■ About this exercise ■
Write the data out again exactly and in full.

■ Records supplied ■
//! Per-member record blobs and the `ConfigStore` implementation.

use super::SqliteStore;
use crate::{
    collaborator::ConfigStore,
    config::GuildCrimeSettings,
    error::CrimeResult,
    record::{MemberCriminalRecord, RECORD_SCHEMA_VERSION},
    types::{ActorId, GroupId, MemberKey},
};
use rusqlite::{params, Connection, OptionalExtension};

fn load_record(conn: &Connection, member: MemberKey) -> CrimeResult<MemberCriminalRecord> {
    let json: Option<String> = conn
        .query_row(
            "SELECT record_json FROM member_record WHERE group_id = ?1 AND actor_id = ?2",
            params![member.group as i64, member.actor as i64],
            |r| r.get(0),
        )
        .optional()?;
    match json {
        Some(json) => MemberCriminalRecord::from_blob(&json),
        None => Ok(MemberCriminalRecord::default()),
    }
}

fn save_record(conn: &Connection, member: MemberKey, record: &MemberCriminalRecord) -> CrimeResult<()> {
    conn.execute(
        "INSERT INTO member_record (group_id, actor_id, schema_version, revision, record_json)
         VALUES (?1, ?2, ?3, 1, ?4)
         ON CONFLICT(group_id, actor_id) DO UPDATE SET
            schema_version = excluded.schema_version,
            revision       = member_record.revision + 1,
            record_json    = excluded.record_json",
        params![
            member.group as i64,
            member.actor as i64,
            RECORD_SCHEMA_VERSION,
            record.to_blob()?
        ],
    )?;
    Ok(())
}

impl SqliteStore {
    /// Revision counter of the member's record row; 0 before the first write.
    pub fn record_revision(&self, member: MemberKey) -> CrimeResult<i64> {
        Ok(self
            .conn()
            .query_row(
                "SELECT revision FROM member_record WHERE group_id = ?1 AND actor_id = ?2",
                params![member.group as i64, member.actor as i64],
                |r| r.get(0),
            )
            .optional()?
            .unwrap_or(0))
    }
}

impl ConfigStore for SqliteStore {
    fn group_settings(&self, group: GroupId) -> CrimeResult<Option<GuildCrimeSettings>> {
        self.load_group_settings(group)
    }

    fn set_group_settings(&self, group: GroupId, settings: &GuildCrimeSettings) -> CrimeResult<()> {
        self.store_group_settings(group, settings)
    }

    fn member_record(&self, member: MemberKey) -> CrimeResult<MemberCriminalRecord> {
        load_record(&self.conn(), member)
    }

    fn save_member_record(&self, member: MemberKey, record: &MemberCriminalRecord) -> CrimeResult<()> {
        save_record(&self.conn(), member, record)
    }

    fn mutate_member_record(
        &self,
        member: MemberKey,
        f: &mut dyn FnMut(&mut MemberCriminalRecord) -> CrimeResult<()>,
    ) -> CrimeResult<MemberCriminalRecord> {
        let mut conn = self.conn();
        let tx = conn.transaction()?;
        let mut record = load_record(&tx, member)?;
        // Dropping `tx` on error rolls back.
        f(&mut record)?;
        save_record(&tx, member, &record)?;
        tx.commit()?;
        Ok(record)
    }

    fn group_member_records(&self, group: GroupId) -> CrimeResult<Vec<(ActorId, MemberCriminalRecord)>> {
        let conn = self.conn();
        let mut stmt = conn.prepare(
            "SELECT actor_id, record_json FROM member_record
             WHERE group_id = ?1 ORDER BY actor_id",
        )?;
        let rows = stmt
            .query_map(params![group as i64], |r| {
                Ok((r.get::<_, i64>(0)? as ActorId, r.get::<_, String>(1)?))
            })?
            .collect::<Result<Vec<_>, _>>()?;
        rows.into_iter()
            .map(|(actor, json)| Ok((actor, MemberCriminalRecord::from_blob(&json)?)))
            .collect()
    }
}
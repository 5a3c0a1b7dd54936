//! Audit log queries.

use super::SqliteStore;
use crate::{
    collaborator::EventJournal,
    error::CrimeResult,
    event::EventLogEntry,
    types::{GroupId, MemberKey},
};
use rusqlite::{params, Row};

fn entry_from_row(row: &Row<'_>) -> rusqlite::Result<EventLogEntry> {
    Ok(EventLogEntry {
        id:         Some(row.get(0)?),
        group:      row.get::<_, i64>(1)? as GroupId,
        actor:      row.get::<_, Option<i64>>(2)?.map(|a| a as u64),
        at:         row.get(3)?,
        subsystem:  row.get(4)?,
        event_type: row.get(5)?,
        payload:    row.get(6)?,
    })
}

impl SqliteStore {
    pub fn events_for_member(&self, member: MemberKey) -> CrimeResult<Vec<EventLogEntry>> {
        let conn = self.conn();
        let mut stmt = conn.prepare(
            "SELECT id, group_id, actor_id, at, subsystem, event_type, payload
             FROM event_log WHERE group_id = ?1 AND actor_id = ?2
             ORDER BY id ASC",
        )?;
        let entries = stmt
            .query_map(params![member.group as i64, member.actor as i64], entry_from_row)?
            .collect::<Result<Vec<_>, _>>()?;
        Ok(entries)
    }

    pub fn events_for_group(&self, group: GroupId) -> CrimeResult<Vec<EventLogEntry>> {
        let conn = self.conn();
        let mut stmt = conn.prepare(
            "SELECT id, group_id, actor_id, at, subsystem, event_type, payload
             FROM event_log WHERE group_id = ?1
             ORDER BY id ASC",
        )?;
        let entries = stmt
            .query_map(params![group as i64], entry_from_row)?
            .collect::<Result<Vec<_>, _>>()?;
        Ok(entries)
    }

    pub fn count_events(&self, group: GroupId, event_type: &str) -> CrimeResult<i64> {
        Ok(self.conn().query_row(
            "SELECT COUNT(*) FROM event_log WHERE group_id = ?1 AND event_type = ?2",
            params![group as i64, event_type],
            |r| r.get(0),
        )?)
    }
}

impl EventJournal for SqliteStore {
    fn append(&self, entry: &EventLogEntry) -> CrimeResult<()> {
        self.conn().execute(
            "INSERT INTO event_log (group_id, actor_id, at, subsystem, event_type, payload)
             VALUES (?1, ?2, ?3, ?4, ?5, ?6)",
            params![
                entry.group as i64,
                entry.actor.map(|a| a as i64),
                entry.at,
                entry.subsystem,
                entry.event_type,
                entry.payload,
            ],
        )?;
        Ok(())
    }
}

■ Exercise solution ■
//! Per-member record blobs and the `ConfigStore` implementation.

use super::SqliteStore;
use crate::{
    collaborator::ConfigStore,
    config::GuildCrimeSettings,
    error::CrimeResult,
    record::{MemberCriminalRecord, RECORD_SCHEMA_VERSION},
    types::{ActorId, GroupId, MemberKey},
};
use rusqlite::{params, Connection, OptionalExtension};

fn load_record(conn: &Connection, member: MemberKey) -> CrimeResult<MemberCriminalRecord> {
    let json: Option<String> = conn
        .query_row(
            "SELECT record_json FROM member_record WHERE group_id = ?1 AND actor_id = ?2",
            params![member.group as i64, member.actor as i64],
            |r| r.get(0),
        )
        .optional()?;
    match json {
        Some(json) => MemberCriminalRecord::from_blob(&json),
        None => Ok(MemberCriminalRecord::default()),
    }
}

fn save_record(conn: &Connection, member: MemberKey, record: &MemberCriminalRecord) -> CrimeResult<()> {
    conn.execute(
        "INSERT INTO member_record (group_id, actor_id, schema_version, revision, record_json)
         VALUES (?1, ?2, ?3, 1, ?4)
         ON CONFLICT(group_id, actor_id) DO UPDATE SET
            schema_version = excluded.schema_version,
            revision       = member_record.revision + 1,
            record_json    = excluded.record_json",
        params![
            member.group as i64,
            member.actor as i64,
            RECORD_SCHEMA_VERSION,
            record.to_blob()?
        ],
    )?;
    Ok(())
}

impl SqliteStore {
    /// Revision counter of the member's record row; 0 before the first write.
    pub fn record_revision(&self, member: MemberKey) -> CrimeResult<i64> {
        Ok(self
            .conn()
            .query_row(
                "SELECT revision FROM member_record WHERE group_id = ?1 AND actor_id = ?2",
                params![member.group as i64, member.actor as i64],
                |r| r.get(0),
            )
            .optional()?
            .unwrap_or(0))
    }
}

impl ConfigStore for SqliteStore {
    fn group_settings(&self, group: GroupId) -> CrimeResult<Option<GuildCrimeSettings>> {
        self.load_group_settings(group)
    }

    fn set_group_settings(&self, group: GroupId, settings: &GuildCrimeSettings) -> CrimeResult<()> {
        self.store_group_settings(group, settings)
    }

    fn member_record(&self, member: MemberKey) -> CrimeResult<MemberCriminalRecord> {
        load_record(&self.conn(), member)
    }

    fn save_member_record(&self, member: MemberKey, record: &MemberCriminalRecord) -> CrimeResult<()> {
        save_record(&self.conn(), member, record)
    }

    fn mutate_member_record(
        &self,
        member: MemberKey,
        f: &mut dyn FnMut(&mut MemberCriminalRecord) -> CrimeResult<()>,
    ) -> CrimeResult<MemberCriminalRecord> {
        let mut conn = self.conn();
        let tx = conn.transaction()?;
        let mut record = load_record(&tx, member)?;
        // Dropping `tx` on error rolls back.
        f(&mut record)?;
        save_record(&tx, member, &record)?;
        tx.commit()?;
        Ok(record)
    }

    fn group_member_records(&self, group: GroupId) -> CrimeResult<Vec<(ActorId, MemberCriminalRecord)>> {
        let conn = self.conn();
        let mut stmt = conn.prepare(
            "SELECT actor_id, record_json FROM member_record
             WHERE group_id = ?1 ORDER BY actor_id",
        )?;
        let rows = stmt
            .query_map(params![group as i64], |r| {
                Ok((r.get::<_, i64>(0)? as ActorId, r.get::<_, String>(1)?))
            })?
            .collect::<Result<Vec<_>, _>>()?;
        rows.into_iter()
            .map(|(actor, json)| Ok((actor, MemberCriminalRecord::from_blob(&json)?)))
            .collect()
    }
}
repository 5a3c0a1b7dd54936
//! Audit log queries.

use super::SqliteStore;
use crate::{
    collaborator::EventJournal,
    error::CrimeResult,
    event::EventLogEntry,
    types::{GroupId, MemberKey},
};
use rusqlite::{params, Row};

fn entry_from_row(row: &Row<'_>) -> rusqlite::Result<EventLogEntry> {
    Ok(EventLogEntry {
        id:         Some(row.get(0)?),
        group:      row.get::<_, i64>(1)? as GroupId,
        actor:      row.get::<_, Option<i64>>(2)?.map(|a| a as u64),
        at:         row.get(3)?,
        subsystem:  row.get(4)?,
        event_type: row.get(5)?,
        payload:    row.get(6)?,
    })
}

impl SqliteStore {
    pub fn events_for_member(&self, member: MemberKey) -> CrimeResult<Vec<EventLogEntry>> {
        let conn = self.conn();
        let mut stmt = conn.prepare(
            "SELECT id, group_id, actor_id, at, subsystem, event_type, payload
             FROM event_log WHERE group_id = ?1 AND actor_id = ?2
             ORDER BY id ASC",
        )?;
        let entries = stmt
            .query_map(params![member.group as i64, member.actor as i64], entry_from_row)?
            .collect::<Result<Vec<_>, _>>()?;
        Ok(entries)
    }

    pub fn events_for_group(&self, group: GroupId) -> CrimeResult<Vec<EventLogEntry>> {
        let conn = self.conn();
        let mut stmt = conn.prepare(
            "SELECT id, group_id, actor_id, at, subsystem, event_type, payload
             FROM event_log WHERE group_id = ?1
             ORDER BY id ASC",
        )?;
        let entries = stmt
            .query_map(params![group as i64], entry_from_row)?
            .collect::<Result<Vec<_>, _>>()?;
        Ok(entries)
    }

    pub fn count_events(&self, group: GroupId, event_type: &str) -> CrimeResult<i64> {
        Ok(self.conn().query_row(
            "SELECT COUNT(*) FROM event_log WHERE group_id = ?1 AND event_type = ?2",
            params![group as i64, event_type],
            |r| r.get(0),
        )?)
    }
}

impl EventJournal for SqliteStore {
    fn append(&self, entry: &EventLogEntry) -> CrimeResult<()> {
        self.conn().execute(
            "INSERT INTO event_log (group_id, actor_id, at, subsystem, event_type, payload)
             VALUES (?1, ?2, ?3, ?4, ?5, ?6)",
            params![
                entry.group as i64,
                entry.actor.map(|a| a as i64),
                entry.at,
                entry.subsystem,
                entry.event_type,
                entry.payload,
            ],
        )?;
        Ok(())
    }
}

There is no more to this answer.